例えば、2023年に公的に問題となったジャニーズ事務所の元経営者による性的人権侵害は、行為自体は個人が行ったものだが、単なる個人レベルの問題ではなく、会社全体の問題と捉えられる。その理由は以下のとおりである。
・トップマネジメントの関与と黙認
元経営者が長期間にわたり会社の中心人物として権力を保持していた。また、他の経営陣がその問題を認識していたにもかかわらず、積極的な改善策を講じなかった可能性がきわめて高い。
・長期にわたる問題の継続と隠蔽
被害の報道やうわさが繰り返され、問題が指摘されていたにもかかわらず、内部調査や対応が行われず、組織ぐるみで問題を隠蔽していたとみられる。
・組織の評価・運営体制が助長要因
経営者の「絶対的な権威」が確立しており、内部で異議を唱える文化が欠如していた。また、被害者が声を上げにくい仕組みを組織が放置していた。
・公式ルールの不備と形骸化
内部通報制度やコンプライアンス体制が機能しておらず、長期的に問題が放置されていた。
これらの理由から、ジャニーズ事務所の元経営者による性的人権侵害は、会社全体の問題と判断されるに足るものである。人権方針を明確に宣言している企業が、このような問題企業との取引を停止するのは、当然の措置だったといえる。
しかしながら、旧ジャニーズについては会社(法人)そのものが人権侵害企業に相当しつつも、事業自体が同様の問題を抱えているわけではなかった。

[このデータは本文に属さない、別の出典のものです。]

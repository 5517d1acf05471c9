//! Move selection policies for synthetic players.

use crate::config::PolicyKind;
use rand::SeedableRng;
use rand::rngs::StdRng;
use rand::seq::SliceRandom;
use strictly_grid::{Board, Position};
use tracing::{debug, instrument};

/// Trait for anything that can pick the next cell to mark.
pub trait MovePolicy {
    /// Picks a position on `board`, or `None` if it cannot choose.
    fn choose(&mut self, board: &Board) -> Option<Position>;

    /// Returns the policy's display name.
    fn name(&self) -> &str;
}

/// Picks a uniformly random empty cell.
#[derive(Debug, Clone)]
pub struct RandomPolicy {
    rng: StdRng,
}

impl RandomPolicy {
    /// Creates a policy with a reproducible sequence of choices.
    #[instrument]
    pub fn seeded(seed: u64) -> Self {
        Self {
            rng: StdRng::seed_from_u64(seed),
        }
    }

    /// Creates a policy seeded from the operating system.
    #[instrument]
    pub fn from_entropy() -> Self {
        Self {
            rng: StdRng::from_entropy(),
        }
    }
}

impl MovePolicy for RandomPolicy {
    fn choose(&mut self, board: &Board) -> Option<Position> {
        let empty = board.empty_positions();
        let choice = empty.choose(&mut self.rng).copied();
        debug!(candidates = empty.len(), ?choice, "Random policy chose");
        choice
    }

    fn name(&self) -> &str {
        "random"
    }
}

/// Picks the first empty cell in row-major order.
#[derive(Debug, Clone, Copy, Default)]
pub struct FirstEmptyPolicy;

impl MovePolicy for FirstEmptyPolicy {
    fn choose(&mut self, board: &Board) -> Option<Position> {
        board.empty_positions().first().copied()
    }

    fn name(&self) -> &str {
        "first-empty"
    }
}

impl PolicyKind {
    /// Builds a boxed policy of this kind. `seed` only affects random play.
    #[instrument]
    pub fn build(self, seed: Option<u64>) -> Box<dyn MovePolicy> {
        match self {
            PolicyKind::Random => match seed {
                Some(seed) => Box::new(RandomPolicy::seeded(seed)),
                None => Box::new(RandomPolicy::from_entropy()),
            },
            PolicyKind::FirstEmpty => Box::new(FirstEmptyPolicy),
        }
    }
}
//! Observers that report game progress to a writer.

use crate::config::RenderStyle;
use crate::render::render;
use serde::Serialize;
use std::io::{self, Write};
use strictly_grid::{GameObserver, GameSnapshot};
use tracing::warn;

/// Observer that writes to an output stream and can fail doing so.
///
/// Observer hooks cannot return errors, so a sink keeps the first write
/// failure and stops writing until the error is taken.
pub trait EventSink: GameObserver {
    /// Takes the first write error since the last call, if any.
    fn take_error(&mut self) -> Option<io::Error>;
}

/// Prints a running console log of the game.
///
/// Output shape:
///
/// ```text
/// Start game
/// _ _ _
/// ...
///
/// Step of player X
/// x _ _
/// ...
/// The winner is X.
///
/// End game
/// ```
#[derive(Debug)]
pub struct ConsoleObserver<W: Write> {
    out: W,
    style: RenderStyle,
    error: Option<io::Error>,
}

impl<W: Write> ConsoleObserver<W> {
    /// Creates an observer writing boards in `style` to `out`.
    pub fn new(out: W, style: RenderStyle) -> Self {
        Self {
            out,
            style,
            error: None,
        }
    }

    fn emit(&mut self, text: &str) {
        if self.error.is_some() {
            return;
        }
        if let Err(e) = self.out.write_all(text.as_bytes()) {
            warn!(error = %e, "Failed to write console output");
            self.error = Some(e);
        }
    }
}

impl<W: Write> EventSink for ConsoleObserver<W> {
    fn take_error(&mut self) -> Option<io::Error> {
        self.error.take()
    }
}

impl<W: Write> GameObserver for ConsoleObserver<W> {
    fn on_start(&mut self, snapshot: &GameSnapshot) {
        let text = format!("Start game\n{}", render(snapshot.board(), self.style));
        self.emit(&text);
    }

    fn on_update(&mut self, snapshot: &GameSnapshot) {
        let Some(player) = snapshot.last_mover() else {
            return;
        };
        let text = format!(
            "\nStep of player {}\n{}",
            player,
            render(snapshot.board(), self.style)
        );
        self.emit(&text);
    }

    fn on_end(&mut self, snapshot: &GameSnapshot) {
        let verdict = match snapshot.result().winner() {
            Some(winner) => format!("The winner is {}.", winner),
            None => "No winner".to_string(),
        };
        self.emit(&format!("{}\n\nEnd game\n", verdict));
    }
}

#[derive(Serialize)]
#[serde(rename_all = "lowercase")]
enum EventKind {
    Start,
    Update,
    End,
}

#[derive(Serialize)]
struct Event<'a> {
    event: EventKind,
    snapshot: &'a GameSnapshot,
}

/// Writes one JSON object per event, newline-delimited.
#[derive(Debug)]
pub struct JsonObserver<W: Write> {
    out: W,
    error: Option<io::Error>,
}

impl<W: Write> JsonObserver<W> {
    /// Creates an observer writing JSON lines to `out`.
    pub fn new(out: W) -> Self {
        Self { out, error: None }
    }

    fn emit(&mut self, event: EventKind, snapshot: &GameSnapshot) {
        if self.error.is_some() {
            return;
        }
        let event = Event { event, snapshot };
        let written = serde_json::to_writer(&mut self.out, &event)
            .map_err(io::Error::from)
            .and_then(|()| self.out.write_all(b"\n"));
        if let Err(e) = written {
            warn!(error = %e, "Failed to write JSON event");
            self.error = Some(e);
        }
    }
}

impl<W: Write> EventSink for JsonObserver<W> {
    fn take_error(&mut self) -> Option<io::Error> {
        self.error.take()
    }
}

impl<W: Write> GameObserver for JsonObserver<W> {
    fn on_start(&mut self, snapshot: &GameSnapshot) {
        self.emit(EventKind::Start, snapshot);
    }

    fn on_update(&mut self, snapshot: &GameSnapshot) {
        self.emit(EventKind::Update, snapshot);
    }

    fn on_end(&mut self, snapshot: &GameSnapshot) {
        self.emit(EventKind::End, snapshot);
    }
}
//! Backoff engine
//!
//! Runs one fallible async operation until it succeeds or a stop condition is met.
//!
//! Semantics:
//! - Each call returns `Ok`, `Err(OperationError::Transient(_))` or
//!   `Err(OperationError::Permanent(_))`. Plain errors converted with `?` are transient.
//! - A permanent error ends the run immediately as `BackoffError::Terminal`, carrying the cause
//!   unchanged. No wait, no callback.
//! - Every transient error increments the attempt counter, then the budgets are checked in order:
//!   `max_retries` (when non-zero) and `max_elapsed_time` (when non-zero). An exhausted budget
//!   ends the run without waiting.
//! - A token cancelled while the attempt ran ends the run as `Cancelled`, with no callback.
//! - Otherwise the next interval is computed, jittered, reported to `on_retry`, and waited on.
//!   The wait races the cancellation token; cancellation wins ties.
//!
//! Invariants:
//! - Retry state (start time, interval, attempt counter, RNG) lives inside one `execute` call.
//! - With `max_retries = N` the operation runs at most `N` times and waits `N - 1` times.
//! - The pre-jitter interval never exceeds `max_interval`.
//!
//! Example
//! ```rust
//! use std::time::Duration;
//! use rebound::{permanent, Backoff, BackoffError, OperationError};
//! use tokio_util::sync::CancellationToken;
//!
//! #[derive(Debug)]
//! struct MyErr(&'static str);
//! impl std::fmt::Display for MyErr { fn fmt(&self, f: &mut std::fmt::Formatter<'_>) -> std::fmt::Result { f.write_str(self.0) } }
//! impl std::error::Error for MyErr {}
//!
//! # tokio::runtime::Runtime::new().unwrap().block_on(async {
//! let backoff = Backoff::<MyErr>::builder()
//!     .max_retries(3)
//!     .exponential()
//!     .interval(Duration::from_millis(1))
//!     .build();
//! let token = CancellationToken::new();
//!
//! let result: Result<(), BackoffError<MyErr>> = backoff
//!     .execute(&token, |_token| async { Err(permanent(MyErr("bad input"))) })
//!     .await;
//! assert_eq!(result.unwrap_err().to_string(), "bad input");
//! # });
//! ```

use crate::clock::{Clock, MonotonicClock};
use crate::config::BackoffSettings;
use crate::error::{BackoffError, OperationError};
use crate::interval::IntervalSchedule;
use crate::jitter::Jitter;
use crate::sleeper::{Sleeper, TokioSleeper};
use rand::rngs::StdRng;
use rand::{rng, Rng, SeedableRng};
use std::fmt;
use std::future::Future;
use std::sync::{Arc, Mutex, PoisonError};
use std::time::Duration;
use tokio_util::sync::CancellationToken;

/// Observer invoked before each wait with the failing error, the delay, and the attempt count.
pub type RetryCallback<E> = Arc<dyn Fn(&E, Duration, u32) + Send + Sync>;

/// Retry engine: immutable settings plus the pluggable wait, clock, and seed sources.
///
/// Cheap to clone; clones share settings and the seed generator.
pub struct Backoff<E> {
    settings: Arc<BackoffSettings>,
    on_retry: Option<RetryCallback<E>>,
    sleeper: Arc<dyn Sleeper>,
    clock: Arc<dyn Clock>,
    seeds: Arc<Mutex<StdRng>>,
}

impl<E> Clone for Backoff<E> {
    fn clone(&self) -> Self {
        Self {
            settings: self.settings.clone(),
            on_retry: self.on_retry.clone(),
            sleeper: self.sleeper.clone(),
            clock: self.clock.clone(),
            seeds: self.seeds.clone(),
        }
    }
}

impl<E> fmt::Debug for Backoff<E> {
    fn fmt(&self, f: &mut fmt::Formatter<'_>) -> fmt::Result {
        f.debug_struct("Backoff")
            .field("settings", &self.settings)
            .field("on_retry", &self.on_retry.as_ref().map(|_| "<callback>"))
            .field("sleeper", &self.sleeper)
            .field("clock", &self.clock)
            .finish()
    }
}

impl<E> Default for Backoff<E> {
    fn default() -> Self {
        Self::builder().build()
    }
}

/// Mutable state of a single `execute` call.
struct RetryState {
    start: Duration,
    interval: Duration,
    attempts: u32,
    rng: StdRng,
}

impl<E> Backoff<E> {
    /// Construct a new builder with defaults.
    pub fn builder() -> BackoffBuilder<E> {
        BackoffBuilder::new()
    }

    /// Engine with the given settings, the tokio sleeper and a monotonic clock.
    pub fn new(settings: BackoffSettings) -> Self {
        Self::builder().settings(settings).build()
    }

    pub fn settings(&self) -> &BackoffSettings {
        &self.settings
    }

    /// Execute `operation` with backoff until it succeeds, fails permanently, runs out of budget,
    /// or `token` is cancelled.
    ///
    /// The operation receives a clone of `token` so it can abandon in-flight work on its own.
    pub async fn execute<T, Fut, Op>(
        &self,
        token: &CancellationToken,
        mut operation: Op,
    ) -> Result<T, BackoffError<E>>
    where
        E: fmt::Display,
        Op: FnMut(CancellationToken) -> Fut,
        Fut: Future<Output = Result<T, OperationError<E>>>,
    {
        if token.is_cancelled() {
            tracing::debug!("retry cancelled before first attempt");
            return Err(BackoffError::Cancelled { attempts: 0 });
        }

        let schedule = IntervalSchedule::from_settings(&self.settings);
        let jitter = Jitter::new(self.settings.randomization_factor);
        let mut state = RetryState {
            start: self.clock.now(),
            interval: schedule.initial(),
            attempts: 0,
            rng: self.call_rng(),
        };

        loop {
            let error = match operation(token.clone()).await {
                Ok(value) => return Ok(value),
                Err(OperationError::Permanent(cause)) => {
                    tracing::debug!(
                        attempt = state.attempts.saturating_add(1),
                        error = %cause,
                        "permanent error, not retrying"
                    );
                    return Err(BackoffError::Terminal(cause));
                }
                Err(OperationError::Transient(error)) => error,
            };

            let delay =
                self.on_transient_failure(&mut state, &schedule, &jitter, token, error)?;

            tokio::select! {
                biased;
                _ = token.cancelled() => {
                    tracing::debug!(
                        attempts = state.attempts,
                        "retry cancelled during backoff wait"
                    );
                    return Err(BackoffError::Cancelled { attempts: state.attempts });
                }
                _ = self.sleeper.sleep(delay) => {}
            }
        }
    }

    /// Count the failure, enforce budgets, and compute the next delay.
    fn on_transient_failure(
        &self,
        state: &mut RetryState,
        schedule: &IntervalSchedule,
        jitter: &Jitter,
        token: &CancellationToken,
        error: E,
    ) -> Result<Duration, BackoffError<E>>
    where
        E: fmt::Display,
    {
        state.attempts = state.attempts.saturating_add(1);
        let attempts = state.attempts;

        if let Some(limit) = self.settings.retry_limit() {
            if attempts >= limit {
                tracing::warn!(attempts, error = %error, "retry budget exhausted");
                return Err(BackoffError::RetriesExhausted { attempts, last_error: error });
            }
        }

        if let Some(limit) = self.settings.elapsed_limit() {
            let elapsed = self.clock.now().saturating_sub(state.start);
            if elapsed > limit {
                tracing::warn!(
                    attempts,
                    elapsed_ms = millis(elapsed),
                    limit_ms = millis(limit),
                    error = %error,
                    "elapsed time budget exhausted"
                );
                return Err(BackoffError::ElapsedTimeExhausted {
                    attempts,
                    elapsed,
                    limit,
                    last_error: error,
                });
            }
        }

        // Cancelled while the attempt ran: no callback, no wait.
        if token.is_cancelled() {
            tracing::debug!(attempts, "retry cancelled after failed attempt");
            return Err(BackoffError::Cancelled { attempts });
        }

        state.interval = schedule.next(state.interval);
        let delay = jitter.apply_with_rng(state.interval, &mut state.rng);

        if let Some(callback) = &self.on_retry {
            callback(&error, delay, attempts);
        }

        tracing::debug!(
            attempt = attempts,
            delay_ms = millis(delay),
            error = %error,
            "transient error, backing off"
        );
        Ok(delay)
    }

    /// Fresh generator for one call, seeded from the engine's shared seed source.
    fn call_rng(&self) -> StdRng {
        let mut seeds = self.seeds.lock().unwrap_or_else(PoisonError::into_inner);
        StdRng::seed_from_u64(seeds.random())
    }
}

fn millis(duration: Duration) -> u64 {
    u64::try_from(duration.as_millis()).unwrap_or(u64::MAX)
}

/// Builder for [`Backoff`]. Every option sets one field; anything unset keeps its default.
pub struct BackoffBuilder<E> {
    settings: BackoffSettings,
    on_retry: Option<RetryCallback<E>>,
    sleeper: Arc<dyn Sleeper>,
    clock: Arc<dyn Clock>,
    seed: Option<u64>,
}

impl<E> BackoffBuilder<E> {
    /// Create a builder with the documented defaults.
    pub fn new() -> Self {
        Self {
            settings: BackoffSettings::default(),
            on_retry: None,
            sleeper: Arc::new(TokioSleeper),
            clock: Arc::new(MonotonicClock::default()),
            seed: None,
        }
    }

    /// Replace all numeric settings at once, e.g. with values loaded from a config file.
    pub fn settings(mut self, settings: BackoffSettings) -> Self {
        self.settings = settings;
        self
    }

    /// Failed attempts before giving up; `0` retries forever.
    pub fn max_retries(mut self, retries: u32) -> Self {
        self.settings.max_retries = retries;
        self
    }

    /// Grow the interval by the multiplier after each failure.
    pub fn exponential(mut self) -> Self {
        self.settings.exponential = true;
        self
    }

    pub fn multiplier(mut self, multiplier: f64) -> Self {
        self.settings.multiplier = multiplier;
        self
    }

    /// Starting interval.
    pub fn interval(mut self, interval: Duration) -> Self {
        self.settings.initial_interval = interval;
        self
    }

    pub fn max_interval(mut self, max: Duration) -> Self {
        self.settings.max_interval = max;
        self
    }

    /// Jitter magnitude as a fraction of the interval, in `[0, 1]`.
    pub fn randomization_factor(mut self, factor: f64) -> Self {
        self.settings.randomization_factor = factor;
        self
    }

    /// Wall-clock budget from the first attempt; `Duration::ZERO` disables it.
    pub fn max_elapsed_time(mut self, budget: Duration) -> Self {
        self.settings.max_elapsed_time = budget;
        self
    }

    /// Observe each scheduled retry. Runs synchronously before the wait and must not panic.
    pub fn on_retry<F>(mut self, callback: F) -> Self
    where
        F: Fn(&E, Duration, u32) + Send + Sync + 'static,
    {
        self.on_retry = Some(Arc::new(callback));
        self
    }

    /// Seed the jitter source so delay sequences are reproducible.
    pub fn seed(mut self, seed: u64) -> Self {
        self.seed = Some(seed);
        self
    }

    /// Provide a custom sleeper implementation.
    pub fn with_sleeper<S>(mut self, sleeper: S) -> Self
    where
        S: Sleeper + 'static,
    {
        self.sleeper = Arc::new(sleeper);
        self
    }

    /// Provide a custom clock for the elapsed-time budget.
    pub fn with_clock<C>(mut self, clock: C) -> Self
    where
        C: Clock + 'static,
    {
        self.clock = Arc::new(clock);
        self
    }

    pub fn build(self) -> Backoff<E> {
        let seeds = match self.seed {
            Some(seed) => StdRng::seed_from_u64(seed),
            None => StdRng::seed_from_u64(rng().random()),
        };
        Backoff {
            settings: Arc::new(self.settings),
            on_retry: self.on_retry,
            sleeper: self.sleeper,
            clock: self.clock,
            seeds: Arc::new(Mutex::new(seeds)),
        }
    }
}

impl<E> Default for BackoffBuilder<E> {
    fn default() -> Self {
        Self::new()
    }
}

問題は旧経営者とそれを黙認した経営陣にあり、事業を行っているタレントや従業員の問題ではない。
したがって、事業を実質的に別法人へ移管すれば、その事業を行う法人は人権侵害企業ではなく、旧ジャニーズと取引を停止した企業も、その新しく事業を移管された企業との取引に対して、それをNGとする理由はないのである(もちろん、新法人において、ガバナンス体制等の組織的対応や同種の問題の予防、または旧法人によって被害者への補償がなされていることが前提である)。